# DATA EXTRACT:
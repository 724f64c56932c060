use jsonwebtoken::{decode, encode, Algorithm, DecodingKey, EncodingKey, Header, Validation};
use serde::{Deserialize, Serialize};

use crate::error::{HubError, Result};

/// JWT claims carried by bearer credentials
#[derive(Debug, Clone, Serialize, Deserialize)]
pub struct Claims {
    /// Subject (user ID)
    pub sub: String,
    /// Expiration time (as UTC timestamp)
    pub exp: usize,
    /// Issued at (as UTC timestamp)
    pub iat: usize,
    #[serde(default, skip_serializing_if = "Option::is_none")]
    pub email: Option<String>,
}

impl Claims {
    /// Claims valid for `hours` from now
    pub fn new(user_id: String, email: Option<String>, hours: usize) -> Self {
        let now = chrono::Utc::now().timestamp().max(0) as usize;
        Self {
            sub: user_id,
            exp: now + hours * 3600,
            iat: now,
            email,
        }
    }
}

/// HS256 token signing and validation
pub struct TokenManager {
    encoding_key: EncodingKey,
    decoding_key: DecodingKey,
    validation: Validation,
}

impl TokenManager {
    pub fn new(secret: &str) -> Self {
        Self {
            encoding_key: EncodingKey::from_secret(secret.as_bytes()),
            decoding_key: DecodingKey::from_secret(secret.as_bytes()),
            validation: Validation::new(Algorithm::HS256),
        }
    }

    pub fn generate_token(&self, claims: &Claims) -> Result<String> {
        encode(&Header::new(Algorithm::HS256), claims, &self.encoding_key)
            .map_err(|e| HubError::AuthError(format!("Failed to generate token: {}", e)))
    }

    /// Validate signature and expiry, returning the claims
    pub fn validate_token(&self, token: &str) -> Result<Claims> {
        decode::<Claims>(token, &self.decoding_key, &self.validation)
            .map(|data| data.claims)
            .map_err(|e| HubError::AuthError(format!("Invalid token: {}", e)))
    }
}

/// Extracts the credential from an `Authorization: Bearer <token>` header value
pub fn extract_bearer_token(auth_header: &str) -> Option<&str> {
    let token = auth_header.strip_prefix("Bearer ")?.trim();
    if token.is_empty() {
        None
    } else {
        Some(token)
    }
}

#[cfg(test)]
mod tests {
    use super::*;

    const SECRET: &str = "unit-test-signing-key-0123456789abcdef";

    #[test]
    fn test_generate_and_validate() {
        let manager = TokenManager::new(SECRET);
        let claims = Claims::new("user-1".to_string(), Some("a@b.c".to_string()), 1);
        let token = manager.generate_token(&claims).unwrap();

        let decoded = manager.validate_token(&token).unwrap();
        assert_eq!(decoded.sub, "user-1");
        assert_eq!(decoded.email.as_deref(), Some("a@b.c"));
    }

    #[test]
    fn test_wrong_secret_rejected() {
        let token = TokenManager::new(SECRET)
            .generate_token(&Claims::new("user-1".to_string(), None, 1))
            .unwrap();
        let other = TokenManager::new("another-signing-key-0123456789abcdef");
        assert!(other.validate_token(&token).is_err());
    }

    #[test]
    fn test_extract_bearer_token() {
        assert_eq!(extract_bearer_token("Bearer abc"), Some("abc"));
        assert_eq!(extract_bearer_token("Bearer "), None);
        assert_eq!(extract_bearer_token("Basic abc"), None);
    }
}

# WHAT YOU SHOULD DO:
Search the records for the string "other" and report each line that has it.

# TASK OUTPUT:
        let other = TokenManager::new("another-signing-key-0123456789abcdef");
        assert!(other.validate_token(&token).is_err());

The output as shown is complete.